On 05/07/21 the S&P 500 (SPX) reached its all-time 4238.04. Today 06/09/21 the SPX high was 4237.09 a 99.4% retracement of the post 05/07/21 decline.
Additionally, the SPX may have completed an Elliott wave – Ending Diagonal Triangle (EDT) from the bottom made on 05/12/21.
The hourly SPX chart courtesy of Trading View illustrates the action since the all-time high.
The supposed Minuette wave (ii) is much shallower than the typical wave “two” of an EDT, other than that the pattern has the required characteristic for an EDT. For the sake of clarity, I’ve only illustrated the “a, b, c, “ subdivision for Minuette wave (i). In an EDT all five sub waves divide into three wave patterns or a combination of three wave patterns.
There’s a Fibonacci relationship supporting the wave count. The supposed Minuette wave (i) was 177.24 points multiplied by .382 equals 67.70 added to the Minuette wave (ii) bottom 4167.93 targets 4235.63. The wave (v) high was 4237.09.
The hourly RSI shows multiple bearish divergences implies at least near-term downside action.
An alternate count has a Triple Zigzag completed at todays high. This pattern and the EDT both have the same near-term bearish messages. If there’s a subsequent multi-week or multi-month decline the ambiguity of these two counts could make future wave counts more difficult. If this develops it will be discussed in future blogs.
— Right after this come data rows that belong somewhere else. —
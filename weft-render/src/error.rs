//! Error types for the widget tree
//!
//!     All renderer failures are caught at the widget-node boundary and
//!     converted to a degraded render plus a [Diagnostic]; none of them abort
//!     the whole tree. Only an output-adapter failure while materializing the
//!     root is fatal to a pass.

use std::fmt;

use crate::dom::DomError;
use crate::tree::WidgetId;

/// Failures that degrade a single widget's rendering.
#[derive(Debug, Clone, PartialEq)]
pub enum WidgetError {
    /// The parse node's type tag has no registered widget class. The node
    /// renders as an empty placeholder; siblings proceed.
    UnknownNodeType { type_name: String },
    /// Macro or variable substitution failed while resolving an attribute.
    /// The node renders with the default (empty) value for that attribute.
    AttributeResolution { attribute: String, reason: String },
    /// Widget-specific setup failed (missing required attribute, malformed
    /// input). The node renders empty.
    Setup { widget: String, reason: String },
    /// The output backend failed. Aborts materialization of the current
    /// subtree only; sibling subtrees are still attempted.
    OutputAdapter(DomError),
}

impl fmt::Display for WidgetError {
    fn fmt(&self, f: &mut fmt::Formatter<'_>) -> fmt::Result {
        match self {
            WidgetError::UnknownNodeType { type_name } => {
                write!(f, "no widget registered for node type '{}'", type_name)
            }
            WidgetError::AttributeResolution { attribute, reason } => {
                write!(f, "could not resolve attribute '{}': {}", attribute, reason)
            }
            WidgetError::Setup { widget, reason } => {
                write!(f, "setup of '{}' widget failed: {}", widget, reason)
            }
            WidgetError::OutputAdapter(error) => write!(f, "output adapter failed: {}", error),
        }
    }
}

impl std::error::Error for WidgetError {
    fn source(&self) -> Option<&(dyn std::error::Error + 'static)> {
        match self {
            WidgetError::OutputAdapter(e) => Some(e),
            _ => None,
        }
    }
}

impl From<DomError> for WidgetError {
    fn from(error: DomError) -> Self {
        WidgetError::OutputAdapter(error)
    }
}

/// One degraded-render record. Collected on the tree, drained by the caller.
#[derive(Debug, Clone)]
pub struct Diagnostic {
    /// The widget node that degraded.
    pub widget: WidgetId,
    /// Type tag of the parse node being rendered.
    pub node_type: String,
    pub error: WidgetError,
}

impl fmt::Display for Diagnostic {
    fn fmt(&self, f: &mut fmt::Formatter<'_>) -> fmt::Result {
        write!(f, "widget '{}': {}", self.node_type, self.error)
    }
}
//! Message-sending action widget

use std::collections::HashMap;

use crate::dom::DomId;
use crate::error::WidgetError;
use crate::event::WidgetEvent;
use crate::tree::{WidgetId, WidgetTree};
use crate::widget::Widget;

/// When invoked as an action, dispatches a new event from its own position:
/// the event type comes from the `message` attribute, the single payload
/// from `param`, and every other attribute becomes a named payload field.
///
/// Renders pass-through so actions can nest.
#[derive(Debug, Default)]
pub struct ActionMessageWidget {
    message: Option<String>,
    param: Option<String>,
    payload: HashMap<String, String>,
}

impl ActionMessageWidget {
    pub fn new() -> Self {
        ActionMessageWidget::default()
    }
}

impl Widget for ActionMessageWidget {
    fn execute(&mut self, tree: &mut WidgetTree, id: WidgetId) -> Result<(), WidgetError> {
        self.message = tree.attribute(id, "message").map(str::to_string);
        self.param = tree.attribute(id, "param").map(str::to_string);
        self.payload = tree
            .resolved_attributes(id)
            .into_iter()
            .filter(|(name, _)| name != "message" && name != "param")
            .collect();
        Ok(())
    }

    fn render(
        &mut self,
        tree: &mut WidgetTree,
        id: WidgetId,
        parent: DomId,
        next: Option<DomId>,
    ) -> Result<(), WidgetError> {
        tree.render_children(id, parent, next);
        Ok(())
    }

    fn invoke_action(
        &mut self,
        tree: &mut WidgetTree,
        id: WidgetId,
        _triggering: WidgetId,
        event: &WidgetEvent,
    ) -> Option<bool> {
        let message = match &self.message {
            Some(message) => message.clone(),
            None => return Some(false),
        };
        let mut outgoing = WidgetEvent::new(message).from_widget(id);
        outgoing.param = self.param.clone().or_else(|| event.param.clone());
        outgoing.params = self.payload.clone();
        tree.dispatch_event(id, &outgoing);
        Some(true)
    }
}
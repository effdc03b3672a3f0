//! Event dispatch: bubbling and action invocation
//!
//!     Events dispatched on a node bubble up the parent chain until a
//!     listener reports them handled; a root that leaves an event unhandled
//!     drops it silently. Listeners are plain synchronous closures — the
//!     dispatch walk never awaits anything. A handler that needs
//!     asynchronous work spawns it itself; any store mutation from such
//!     deferred work becomes visible only through the next refresh cycle's
//!     changed-record set, never mid-dispatch.

use std::collections::HashMap;
use std::rc::Rc;

use crate::tree::{WidgetId, WidgetTree};

/// A listener: returns whether it handled the event.
pub type EventHandler = Rc<dyn Fn(&WidgetEvent) -> bool>;

/// A named event travelling through the widget tree.
#[derive(Debug, Clone)]
pub struct WidgetEvent {
    /// Event name as used by `add_event_listener`.
    pub event_type: String,
    /// Optional single string payload.
    pub param: Option<String>,
    /// Additional named payload fields.
    pub params: HashMap<String, String>,
    /// The widget the event was first dispatched on, when known.
    pub origin: Option<WidgetId>,
}

impl WidgetEvent {
    pub fn new(event_type: impl Into<String>) -> Self {
        WidgetEvent {
            event_type: event_type.into(),
            param: None,
            params: HashMap::new(),
            origin: None,
        }
    }

    pub fn with_param(mut self, param: impl Into<String>) -> Self {
        self.param = Some(param.into());
        self
    }

    pub fn with(mut self, name: impl Into<String>, value: impl Into<String>) -> Self {
        self.params.insert(name.into(), value.into());
        self
    }

    pub fn from_widget(mut self, id: WidgetId) -> Self {
        self.origin = Some(id);
        self
    }
}

impl WidgetTree {
    /// Register a listener on one node. One listener per event name per
    /// node; registering again replaces the previous one.
    pub fn add_event_listener<F>(&mut self, id: WidgetId, event_type: impl Into<String>, handler: F)
    where
        F: Fn(&WidgetEvent) -> bool + 'static,
    {
        if let Some(node) = self.get_mut(id) {
            node.listeners.insert(event_type.into(), Rc::new(handler));
        }
    }

    /// Register a batch of listeners on one node.
    pub fn add_event_listeners(
        &mut self,
        id: WidgetId,
        listeners: Vec<(String, EventHandler)>,
    ) {
        if let Some(node) = self.get_mut(id) {
            for (event_type, handler) in listeners {
                node.listeners.insert(event_type, handler);
            }
        }
    }

    /// Dispatch an event on `id`, bubbling up the parent chain until a
    /// listener handles it. Returns whether anyone did.
    pub fn dispatch_event(&self, id: WidgetId, event: &WidgetEvent) -> bool {
        let mut current = Some(id);
        while let Some(cursor) = current {
            let handler = self
                .get(cursor)
                .and_then(|node| node.listeners.get(&event.event_type).cloned());
            if let Some(handler) = handler {
                if handler(event) {
                    return true;
                }
            }
            current = self.get(cursor).and_then(|node| node.parent);
        }
        false
    }

    /// Ask every descendant of `id` capable of being an action to run,
    /// depth-first. A child whose own action reports handled short-circuits
    /// its branch; sibling branches are still visited. Returns whether any
    /// branch handled the event.
    pub fn invoke_actions(
        &mut self,
        id: WidgetId,
        triggering: WidgetId,
        event: &WidgetEvent,
    ) -> bool {
        let children = self.children(id);
        let mut handled = false;
        for child in children {
            let own = match self.take_widget(child) {
                Some(mut widget) => {
                    let result = widget.invoke_action(self, child, triggering, event);
                    self.put_widget(child, widget);
                    result
                }
                None => None,
            };
            match own {
                Some(true) => handled = true,
                _ => {
                    if self.invoke_actions(child, triggering, event) {
                        handled = true;
                    }
                }
            }
        }
        handled
    }
}
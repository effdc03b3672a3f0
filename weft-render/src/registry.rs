//! Widget registry for node-type dispatch
//!
//!     This module provides the registry mapping a parse node's type tag to
//!     the factory that builds its widget behavior. Resolution is a pure
//!     function of the type string and happens exactly once per
//!     materialization of a node; late registration is supported, so a module
//!     loader may add types after parts of the tree have already rendered.

use std::collections::HashMap;

use weft_tree::ParseNode;

use crate::error::WidgetError;
use crate::widget::Widget;
use crate::widgets;

/// Builds the behavior instance for one parse node.
pub type WidgetFactory = Box<dyn Fn(&ParseNode) -> Box<dyn Widget>>;

/// Registry of widget classes keyed by node type.
///
/// # Examples
///
/// ```ignore
/// let mut registry = WidgetRegistry::with_defaults();
/// registry.register("badge", |node| Box::new(BadgeWidget::from_node(node)));
///
/// let widget = registry.make(&node)?;
/// ```
pub struct WidgetRegistry {
    factories: HashMap<String, WidgetFactory>,
}

impl WidgetRegistry {
    /// Create a new empty registry.
    pub fn new() -> Self {
        WidgetRegistry {
            factories: HashMap::new(),
        }
    }

    /// Register a widget class for a node type.
    ///
    /// If the type is already registered, the factory is replaced.
    pub fn register<F>(&mut self, node_type: impl Into<String>, factory: F)
    where
        F: Fn(&ParseNode) -> Box<dyn Widget> + 'static,
    {
        self.factories.insert(node_type.into(), Box::new(factory));
    }

    pub fn has(&self, node_type: &str) -> bool {
        self.factories.contains_key(node_type)
    }

    /// Build the widget behavior for a parse node.
    pub fn make(&self, node: &ParseNode) -> Result<Box<dyn Widget>, WidgetError> {
        match self.factories.get(&node.node_type) {
            Some(factory) => Ok(factory(node)),
            None => Err(WidgetError::UnknownNodeType {
                type_name: node.node_type.clone(),
            }),
        }
    }

    /// All registered type names (sorted).
    pub fn names(&self) -> Vec<String> {
        let mut names: Vec<_> = self.factories.keys().cloned().collect();
        names.sort();
        names
    }

    /// Registered type names of a subtype, selected by prefix (sorted).
    ///
    /// Action widgets, for example, all register under an `action-` prefix,
    /// so `names_with_prefix("action-")` is the lookup of every action class.
    pub fn names_with_prefix(&self, prefix: &str) -> Vec<String> {
        let mut names: Vec<_> = self
            .factories
            .keys()
            .filter(|name| name.starts_with(prefix))
            .cloned()
            .collect();
        names.sort();
        names
    }

    /// A registry with the built-in widget classes.
    pub fn with_defaults() -> Self {
        let mut registry = Self::new();

        registry.register("container", |_| {
            Box::new(widgets::container::ContainerWidget::new())
        });
        registry.register("element", |node| {
            Box::new(widgets::element::ElementWidget::from_node(node))
        });
        registry.register("text", |node| {
            Box::new(widgets::text::TextWidget::from_node(node))
        });
        registry.register("value", |_| Box::new(widgets::value::ValueWidget::new()));
        registry.register("vars", |_| Box::new(widgets::vars::VarsWidget::new()));
        registry.register("list", |_| Box::new(widgets::list::ListWidget::new()));
        registry.register("action-message", |_| {
            Box::new(widgets::action::ActionMessageWidget::new())
        });

        registry
    }
}

impl Default for WidgetRegistry {
    fn default() -> Self {
        Self::with_defaults()
    }
}

#[cfg(test)]
mod tests {
    use super::*;
    use crate::dom::DomId;
    use crate::tree::{WidgetId, WidgetTree};

    struct NoopWidget;
    impl Widget for NoopWidget {
        fn execute(&mut self, _tree: &mut WidgetTree, _id: WidgetId) -> Result<(), WidgetError> {
            Ok(())
        }
        fn render(
            &mut self,
            _tree: &mut WidgetTree,
            _id: WidgetId,
            _parent: DomId,
            _next: Option<DomId>,
        ) -> Result<(), WidgetError> {
            Ok(())
        }
    }

    #[test]
    fn test_registry_creation() {
        let registry = WidgetRegistry::new();
        assert!(registry.names().is_empty());
    }

    #[test]
    fn test_registry_register_and_has() {
        let mut registry = WidgetRegistry::new();
        registry.register("noop", |_| Box::new(NoopWidget));

        assert!(registry.has("noop"));
        assert!(!registry.has("other"));
        assert_eq!(registry.names(), vec!["noop"]);
    }

    #[test]
    fn test_registry_make_unknown_type() {
        let registry = WidgetRegistry::new();
        let node = ParseNode::new("mystery");
        match registry.make(&node) {
            Err(WidgetError::UnknownNodeType { type_name }) => assert_eq!(type_name, "mystery"),
            other => panic!("expected UnknownNodeType, got {:?}", other.map(|_| ())),
        }
    }

    #[test]
    fn test_registry_late_registration() {
        let mut registry = WidgetRegistry::new();
        assert!(!registry.has("late"));
        registry.register("late", |_| Box::new(NoopWidget));
        assert!(registry.make(&ParseNode::new("late")).is_ok());
    }

    #[test]
    fn test_registry_replace_factory() {
        let mut registry = WidgetRegistry::new();
        registry.register("noop", |_| Box::new(NoopWidget));
        registry.register("noop", |_| Box::new(NoopWidget));
        assert_eq!(registry.names().len(), 1);
    }

    #[test]
    fn test_registry_with_defaults() {
        let registry = WidgetRegistry::with_defaults();
        for name in ["container", "element", "text", "value", "vars", "list"] {
            assert!(registry.has(name), "missing builtin '{}'", name);
        }
    }

    #[test]
    fn test_registry_names_with_prefix() {
        let registry = WidgetRegistry::with_defaults();
        assert_eq!(registry.names_with_prefix("action-"), vec!["action-message"]);
        assert!(registry.names_with_prefix("zz-").is_empty());
    }
}
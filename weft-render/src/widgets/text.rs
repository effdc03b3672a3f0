//! Literal text widget

use crate::dom::DomId;
use crate::error::WidgetError;
use crate::store::ChangedRecords;
use crate::tree::{WidgetId, WidgetTree};
use crate::widget::{RefreshOutcome, Widget};
use weft_tree::ParseNode;

/// Renders the parse node's literal text. The text lives in the parse tree
/// and cannot change, so refresh is always a no-op.
#[derive(Debug)]
pub struct TextWidget {
    text: String,
}

impl TextWidget {
    pub fn from_node(node: &ParseNode) -> Self {
        TextWidget {
            text: node.text.clone().unwrap_or_default(),
        }
    }
}

impl Widget for TextWidget {
    fn execute(&mut self, _tree: &mut WidgetTree, _id: WidgetId) -> Result<(), WidgetError> {
        Ok(())
    }

    fn render(
        &mut self,
        tree: &mut WidgetTree,
        id: WidgetId,
        parent: DomId,
        next: Option<DomId>,
    ) -> Result<(), WidgetError> {
        let text = tree.dom_mut().create_text_node(&self.text)?;
        tree.dom_mut().insert_before(parent, text, next)?;
        tree.push_dom_node(id, text);
        Ok(())
    }

    fn refresh(
        &mut self,
        _tree: &mut WidgetTree,
        _id: WidgetId,
        _changed: &ChangedRecords,
    ) -> RefreshOutcome {
        RefreshOutcome::Unchanged
    }
}
//! The widget tree: materialization, selective refresh, removal
//!
//!     [WidgetTree] owns every renderer node in an arena addressed by
//!     [WidgetId]: children hold owned child ids, each node holds a non-owning
//!     parent id, and all traversal runs over the arena rather than through
//!     cyclic references. The parse tree, the record store and the output
//!     backend are collaborators held by handle; the widget nodes themselves
//!     are private to the tree.
//!
//! Lifecycle
//!
//!     A node moves through: unmaterialized → materialized → (refreshing) →
//!     patched, rebuilt or removed. Materialization resolves attributes
//!     against the scope chain, runs the widget's `execute`, emits output
//!     nodes through the adapter and descends into children. Refresh asks
//!     every node for a [RefreshOutcome]; a rebuild tears the subtree down
//!     and re-materializes in place, splicing the new output back at the old
//!     position via forward sibling scanning.
//!
//! Failure policy
//!
//!     Widget failures degrade the failing node to an empty placeholder and
//!     are recorded as [Diagnostic]s; siblings and ancestors proceed. Output
//!     adapter failures abort only the current subtree, and are fatal only
//!     while materializing the root.

use std::collections::hash_map::DefaultHasher;
use std::collections::HashMap;
use std::hash::{Hash, Hasher};
use std::rc::Rc;

use weft_tree::{Attribute, ParseNode};

use crate::dom::{Dom, DomId};
use crate::error::{Diagnostic, WidgetError};
use crate::event::EventHandler;
use crate::registry::WidgetRegistry;
use crate::scope::{
    self, VariableBinding, VariableInfo, VariableOptions, VariableParam,
};
use crate::store::{ChangedRecords, Store};
use crate::widget::{PlaceholderWidget, RefreshOutcome, Widget};

/// Handle to one node in the widget arena.
#[derive(Debug, Clone, Copy, PartialEq, Eq, Hash)]
pub struct WidgetId(pub(crate) usize);

pub(crate) struct WidgetNode {
    pub(crate) node: Rc<ParseNode>,
    pub(crate) parent: Option<WidgetId>,
    pub(crate) children: Vec<WidgetId>,
    /// Output nodes this widget created directly; empty for pass-through
    /// widgets that delegate entirely to children.
    pub(crate) dom_nodes: Vec<DomId>,
    /// The output node this widget rendered into.
    pub(crate) parent_dom: Option<DomId>,
    /// Resolved attribute values from the last compute pass.
    pub(crate) attributes: HashMap<String, String>,
    /// Local scope; overlays the parent chain, never mutates it.
    pub(crate) variables: HashMap<String, VariableBinding>,
    /// Bindings wrapped around this node at creation (child overrides, root
    /// initials). Restored as the base scope when the node rebuilds.
    pub(crate) wrapped_variables: HashMap<String, VariableBinding>,
    pub(crate) listeners: HashMap<String, EventHandler>,
    pub(crate) ancestor_count: usize,
    pub(crate) qualifier: u64,
    pub(crate) materialized: bool,
    /// Checked out while a behavior method runs.
    pub(crate) widget: Option<Box<dyn Widget>>,
}

enum Slot {
    Occupied(Box<WidgetNode>),
    Vacant,
}

/// The render/refresh engine. See the module docs.
pub struct WidgetTree {
    slots: Vec<Slot>,
    free: Vec<usize>,
    root: Option<WidgetId>,
    root_node: Rc<ParseNode>,
    registry: Rc<WidgetRegistry>,
    store: Rc<dyn Store>,
    dom: Box<dyn Dom>,
    diagnostics: Vec<Diagnostic>,
    initial_variables: HashMap<String, VariableBinding>,
}
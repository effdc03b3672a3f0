//! Pass-through container

use crate::dom::DomId;
use crate::error::WidgetError;
use crate::tree::{WidgetId, WidgetTree};
use crate::widget::Widget;

/// Renders nothing of its own; children go straight into the parent output
/// node. Also the behavior of synthesized wrapper nodes such as list items.
#[derive(Debug, Default)]
pub struct ContainerWidget;

impl ContainerWidget {
    pub fn new() -> Self {
        ContainerWidget
    }
}

impl Widget for ContainerWidget {
    fn execute(&mut self, _tree: &mut WidgetTree, _id: WidgetId) -> Result<(), WidgetError> {
        Ok(())
    }

    fn render(
        &mut self,
        tree: &mut WidgetTree,
        id: WidgetId,
        parent: DomId,
        next: Option<DomId>,
    ) -> Result<(), WidgetError> {
        tree.render_children(id, parent, next);
        Ok(())
    }
}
The SPX May and June double top, as well as the smaller triple top from 06/01/21 implies powerful resistance at SPX 4238.04, it could take a powerful move to break that barrier.
The May – US Consumer Price Index is released 8:30 AM – ET 06/10/21. This report could be the catalyst for a big price movement. The SPX wave pattern, Fibonacci coordinates, and momentum indicators hint at coming downside action.